If the surrogate mother wins, does the genetic father have a right to visitation? Does he pay child support? Do ordinary contract principles apply to an agreement regarding the birth and parentage of a child? What right did the Ms have to enter into this contract? What right did the surrogate mother have to break it? What about artificial insemination and birth outside the womb, should the science permit?

What legal principles should guide the Court in the absence of a clear judicial precedent or statutory law regarding gestational surrogacy? Should the Court establish those principles, or leave that to the Legislature?

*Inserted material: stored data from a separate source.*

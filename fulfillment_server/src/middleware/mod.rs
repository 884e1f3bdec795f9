mod acl;
mod identity;

pub use acl::{AclMiddlewareFactory, AclMiddlewareService};
pub use identity::{
    Caller,
    IdentityMiddlewareFactory,
    IdentityMiddlewareService,
    ACTOR_ID_HEADER,
    ACTOR_ROLE_HEADER,
    ACTOR_SIGNATURE_HEADER,
};
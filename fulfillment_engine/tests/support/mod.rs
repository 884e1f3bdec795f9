#![allow(dead_code)]
//! A full set of APIs over one throwaway database, plus shortcuts for driving orders through their lifecycle.
use chrono::{NaiveDate, NaiveDateTime};
use fulfillment_engine::{
    db_types::{Actor, FulfillmentStatus, OrderItem},
    events::EventProducers,
    order_objects::PlacedOrder,
    test_utils::{
        fixtures::{date, order_for, seed_catalog, Catalog, ADMIN, CUSTOMER, PARTNER},
        prepare_env::fresh_database,
    },
    AssignmentApi,
    CatalogApi,
    DeliveryVerificationApi,
    FulfillmentDatabase,
    OrderFlowApi,
    PayoutApi,
    SlotApi,
    SlotRules,
    SqliteDatabase,
    WalletApi,
};
use sqlx::{migrate::MigrateDatabase, Sqlite};

/// The delivery date every test books into.
pub fn slot_date() -> NaiveDate {
    date(2030, 3, 15)
}

/// The day before the slot, comfortably before any cutoff.
pub fn booking_time() -> NaiveDateTime {
    date(2030, 3, 14).and_hms_opt(12, 0, 0).expect("valid time")
}

pub struct System {
    pub db: SqliteDatabase,
    pub catalog: Catalog,
    pub slots: SlotApi<SqliteDatabase>,
    pub orders: OrderFlowApi<SqliteDatabase>,
    pub assignments: AssignmentApi<SqliteDatabase>,
    pub verifier: DeliveryVerificationApi<SqliteDatabase>,
    pub wallets: WalletApi<SqliteDatabase>,
    pub payouts: PayoutApi<SqliteDatabase>,
    pub catalog_api: CatalogApi<SqliteDatabase>,
}

impl System {
    pub async fn new(capacity: i64) -> Self {
        Self::with_producers(capacity, EventProducers::default()).await
    }

    pub async fn with_producers(capacity: i64, producers: EventProducers) -> Self {
        let db = fresh_database().await;
        let catalog = seed_catalog(&db, slot_date(), capacity).await;
        let policy = fulfillment_engine::FulfillmentPolicy::default();
        Self {
            slots: SlotApi::new(db.clone(), SlotRules::new(policy.preorder_threshold)),
            orders: OrderFlowApi::new(db.clone(), producers.clone()),
            assignments: AssignmentApi::new(db.clone(), producers.clone()),
            verifier: DeliveryVerificationApi::new(db.clone(), producers.clone()),
            wallets: WalletApi::new(db.clone(), producers.clone()),
            payouts: PayoutApi::new(db.clone(), producers),
            catalog_api: CatalogApi::new(db.clone()),
            catalog,
            db,
        }
    }

    pub fn customer(&self) -> Actor {
        Actor::customer(CUSTOMER)
    }

    pub fn partner(&self) -> Actor {
        Actor::delivery_partner(PARTNER)
    }

    pub fn admin(&self) -> Actor {
        Actor::admin(ADMIN)
    }

    /// Places an order for the given `(product_id, quantity)` lines.
    pub async fn place(&self, lines: &[(i64, i64)]) -> PlacedOrder {
        let order = order_for(&self.catalog, lines);
        self.orders.create_order(&self.customer(), order, booking_time()).await.expect("order should be placed")
    }

    /// Places an order with one line per vendor: 2 bags of rice from vendor A and 3 soaps from vendor B.
    pub async fn place_two_vendor_order(&self) -> PlacedOrder {
        self.place(&[(self.catalog.rice.id, 2), (self.catalog.soap.id, 3)]).await
    }

    /// Moves every item of the order through confirmation, processing and packing as its vendor.
    pub async fn pack_all(&self, placed: &PlacedOrder) {
        for item in &placed.items {
            let vendor = Actor::vendor(item.vendor_id);
            self.orders.confirm_item(&vendor, item.id).await.expect("confirm");
            self.orders.mark_processing(&vendor, item.id).await.expect("processing");
            self.orders.mark_packed(&vendor, item.id).await.expect("packed");
        }
    }

    /// Packs, assigns, picks up, dispatches and delivers the whole order.
    pub async fn deliver(&self, placed: &PlacedOrder) {
        self.pack_all(placed).await;
        let partner = self.partner();
        self.assignments.assign_delivery(&self.admin(), placed.order_id(), partner.id).await.expect("assign");
        for otp in pickup_codes(&placed.items) {
            self.verifier.verify_pickup_otp(&partner, placed.order_id(), &otp).await.expect("pickup");
        }
        self.orders.mark_out_for_delivery(&partner, placed.order_id()).await.expect("out for delivery");
        let otp = delivery_code(&placed.items);
        self.verifier.verify_delivery_otp(&partner, placed.order_id(), &otp).await.expect("delivery");
    }

    pub async fn item(&self, item_id: i64) -> OrderItem {
        use fulfillment_engine::OrderManagement;
        self.db.fetch_item(item_id).await.expect("fetch item").expect("item exists")
    }

    pub async fn item_status(&self, item_id: i64) -> FulfillmentStatus {
        self.item(item_id).await.item_status
    }

    pub async fn tear_down(mut self) {
        let url = self.db.url().to_string();
        if let Err(e) = self.db.close().await {
            log::error!("🚀️ Failed to close database: {e}");
        }
        let _ = Sqlite::drop_database(&url).await;
    }
}

/// The distinct pickup codes of the items, one per vendor.
pub fn pickup_codes(items: &[OrderItem]) -> Vec<String> {
    let mut codes = items.iter().filter_map(|i| i.pickup_otp.clone()).collect::<Vec<_>>();
    codes.sort();
    codes.dedup();
    codes
}

pub fn delivery_code(items: &[OrderItem]) -> String {
    items.iter().find_map(|i| i.delivery_otp.clone()).expect("order has a delivery code")
}

/// A six digit code that is guaranteed not to be any of `used`.
pub fn wrong_code(used: &[String]) -> String {
    (0..1_000_000).map(|n| format!("{n:06}")).find(|c| !used.contains(c)).expect("a free code")
}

Early the oral argument, Justice Thomas Waterman posed a question to Harold Cassidy, the surrogate mother’s lawyer: Is this a case of buying and selling individuals?

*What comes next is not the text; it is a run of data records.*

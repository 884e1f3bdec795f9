use std::{fmt::Display, str::FromStr};

use chrono::{DateTime, NaiveDate, NaiveTime, Utc};
use fulfillment_common::{helpers::serialize_masked, Paise};
use serde::{Deserialize, Serialize};
use sqlx::{FromRow, Type};
use thiserror::Error;

#[derive(Debug, Clone, Error)]
#[error("Invalid value: {0}")]
pub struct ConversionError(pub String);

/// Generates the `as_str`, `Display` and `FromStr` boilerplate for enums that are stored as snake_case TEXT.
macro_rules! text_enum {
    ($name:ident { $($variant:ident => $text:literal),+ $(,)? }) => {
        impl $name {
            pub const ALL: &'static [$name] = &[$($name::$variant),+];

            pub fn as_str(&self) -> &'static str {
                match self {
                    $($name::$variant => $text),+
                }
            }
        }

        impl Display for $name {
            fn fmt(&self, f: &mut std::fmt::Formatter<'_>) -> std::fmt::Result {
                f.write_str(self.as_str())
            }
        }

        impl FromStr for $name {
            type Err = ConversionError;

            fn from_str(s: &str) -> Result<Self, Self::Err> {
                match s {
                    $($text => Ok($name::$variant),)+
                    s => Err(ConversionError(format!("{s} is not a valid {}", stringify!($name)))),
                }
            }
        }
    };
}

//--------------------------------------        Role           ---------------------------------------------------------
#[derive(Debug, Clone, Copy, PartialEq, Eq, Hash, Type, Serialize, Deserialize)]
#[sqlx(rename_all = "snake_case")]
#[serde(rename_all = "snake_case")]
pub enum Role {
    Customer,
    Vendor,
    DeliveryPartner,
    Admin,
}

text_enum!(Role {
    Customer => "customer",
    Vendor => "vendor",
    DeliveryPartner => "delivery_partner",
    Admin => "admin",
});

//--------------------------------------        Actor          ---------------------------------------------------------
/// The authenticated caller of an operation. Identities are resolved before the engine is invoked; the engine only
/// checks that the role and id are allowed to act on the records involved.
#[derive(Debug, Clone, Copy, PartialEq, Eq, Hash, Serialize, Deserialize)]
pub struct Actor {
    pub id: i64,
    pub role: Role,
}

impl Actor {
    pub fn new(id: i64, role: Role) -> Self {
        Self { id, role }
    }

    pub fn customer(id: i64) -> Self {
        Self::new(id, Role::Customer)
    }

    pub fn vendor(id: i64) -> Self {
        Self::new(id, Role::Vendor)
    }

    pub fn delivery_partner(id: i64) -> Self {
        Self::new(id, Role::DeliveryPartner)
    }

    pub fn admin(id: i64) -> Self {
        Self::new(id, Role::Admin)
    }

    pub fn is_admin(&self) -> bool {
        self.role == Role::Admin
    }
}

impl Display for Actor {
    fn fmt(&self, f: &mut std::fmt::Formatter<'_>) -> std::fmt::Result {
        write!(f, "{}#{}", self.role, self.id)
    }
}

//--------------------------------------  FulfillmentStatus    ---------------------------------------------------------
/// The status of a single order item. The order-level status is a projection over the statuses of its items and
/// uses the same set of values.
#[derive(Debug, Clone, Copy, PartialEq, Eq, Hash, Type, Serialize, Deserialize)]
#[sqlx(rename_all = "snake_case")]
#[serde(rename_all = "snake_case")]
pub enum FulfillmentStatus {
    Pending,
    Confirmed,
    Processing,
    Packed,
    AssignedToDelivery,
    PickedUp,
    OutForDelivery,
    Delivered,
    Cancelled,
}

text_enum!(FulfillmentStatus {
    Pending => "pending",
    Confirmed => "confirmed",
    Processing => "processing",
    Packed => "packed",
    AssignedToDelivery => "assigned_to_delivery",
    PickedUp => "picked_up",
    OutForDelivery => "out_for_delivery",
    Delivered => "delivered",
    Cancelled => "cancelled",
});

//-------------------------------------- CancellationReason    ---------------------------------------------------------
#[derive(Debug, Clone, Copy, PartialEq, Eq, Hash, Type, Serialize, Deserialize)]
#[sqlx(rename_all = "snake_case")]
#[serde(rename_all = "snake_case")]
pub enum CancellationReason {
    // Customer reasons
    ChangedMind,
    BetterPrice,
    OrderedByMistake,
    DeliveryTooSlow,
    WrongItems,
    AddressChange,
    Financial,
    QualityConcern,
    // Delivery partner reasons
    CustomerUnavailable,
    IncorrectAddress,
    DamagedProduct,
    CustomerRefused,
    PaymentIssue,
    DeliveryIssue,
    Weather,
    VehicleBreakdown,
    // Shared
    Other,
    /// Recorded when a vendor rejects a pending item. Not selectable through the cancellation flow.
    VendorRejected,
}

text_enum!(CancellationReason {
    ChangedMind => "changed_mind",
    BetterPrice => "better_price",
    OrderedByMistake => "ordered_by_mistake",
    DeliveryTooSlow => "delivery_too_slow",
    WrongItems => "wrong_items",
    AddressChange => "address_change",
    Financial => "financial",
    QualityConcern => "quality_concern",
    CustomerUnavailable => "customer_unavailable",
    IncorrectAddress => "incorrect_address",
    DamagedProduct => "damaged_product",
    CustomerRefused => "customer_refused",
    PaymentIssue => "payment_issue",
    DeliveryIssue => "delivery_issue",
    Weather => "weather",
    VehicleBreakdown => "vehicle_breakdown",
    Other => "other",
    VendorRejected => "vendor_rejected",
});

impl CancellationReason {
    pub fn is_customer_reason(&self) -> bool {
        use CancellationReason::*;
        matches!(
            self,
            ChangedMind
                | BetterPrice
                | OrderedByMistake
                | DeliveryTooSlow
                | WrongItems
                | AddressChange
                | Financial
                | QualityConcern
                | Other
        )
    }

    pub fn is_delivery_reason(&self) -> bool {
        use CancellationReason::*;
        matches!(
            self,
            CustomerUnavailable
                | IncorrectAddress
                | DamagedProduct
                | CustomerRefused
                | PaymentIssue
                | DeliveryIssue
                | Weather
                | VehicleBreakdown
                | Other
        )
    }

    /// Whether an actor with the given role may cite this reason when cancelling an item.
    pub fn allowed_for(&self, role: Role) -> bool {
        match role {
            Role::Customer => self.is_customer_reason(),
            Role::DeliveryPartner => self.is_delivery_reason(),
            Role::Admin => *self != CancellationReason::VendorRejected,
            Role::Vendor => false,
        }
    }

    pub fn requires_details(&self) -> bool {
        matches!(self, CancellationReason::Other)
    }
}

//--------------------------------------   AssignmentStatus    ---------------------------------------------------------
#[derive(Debug, Clone, Copy, PartialEq, Eq, Hash, Type, Serialize, Deserialize)]
#[sqlx(rename_all = "snake_case")]
#[serde(rename_all = "snake_case")]
pub enum AssignmentStatus {
    Assigned,
    PickedUp,
    Delivered,
    Cancelled,
}

text_enum!(AssignmentStatus {
    Assigned => "assigned",
    PickedUp => "picked_up",
    Delivered => "delivered",
    Cancelled => "cancelled",
});

//--------------------------------------     PickupStatus      ---------------------------------------------------------
#[derive(Debug, Clone, Copy, PartialEq, Eq, Hash, Type, Serialize, Deserialize)]
#[sqlx(rename_all = "snake_case")]
#[serde(rename_all = "snake_case")]
pub enum PickupStatus {
    Pending,
    PickedUp,
    Cancelled,
}

text_enum!(PickupStatus {
    Pending => "pending",
    PickedUp => "picked_up",
    Cancelled => "cancelled",
});

//--------------------------------------     PayoutStatus      ---------------------------------------------------------
#[derive(Debug, Clone, Copy, PartialEq, Eq, Hash, Type, Serialize, Deserialize)]
#[sqlx(rename_all = "snake_case")]
#[serde(rename_all = "snake_case")]
pub enum PayoutStatus {
    /// Requested by the vendor and waiting for an admin decision. No funds have moved.
    Pending,
    /// Approved. The amount has been debited from the available balance.
    Processing,
    Completed,
    /// The transfer failed after approval. The amount has been credited back.
    Failed,
    /// Rejected by an admin, or withdrawn by the vendor, before approval.
    Cancelled,
}

text_enum!(PayoutStatus {
    Pending => "pending",
    Processing => "processing",
    Completed => "completed",
    Failed => "failed",
    Cancelled => "cancelled",
});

That issue emerged throughout the argument, as Cassidy repeated the assertion that the surrogacy contract is the equivalent of selling a child: “This is a case of manufacturing a child in exchange for money,” he said at one point. “If that is not the exchange of a child for money, I don’t know what is.”

Justice David Wiggins posed several questions about the legal basis for the surrogacy contract: Where, he asked, does the law say that just because you carried the child that makes you the mother?

Cassidy: The Iowa Legislature has not addressed that question, but the science says the fact that she carries the child, she is the mother. That has always been considered the core of civilized society.

Wiggins: This is the first case that has come to the Court where the mother is not genetically related to the child. “Are you telling me genetic material doesn’t mean anything?”

Cassidy: We have scientific evidence that she is the mother.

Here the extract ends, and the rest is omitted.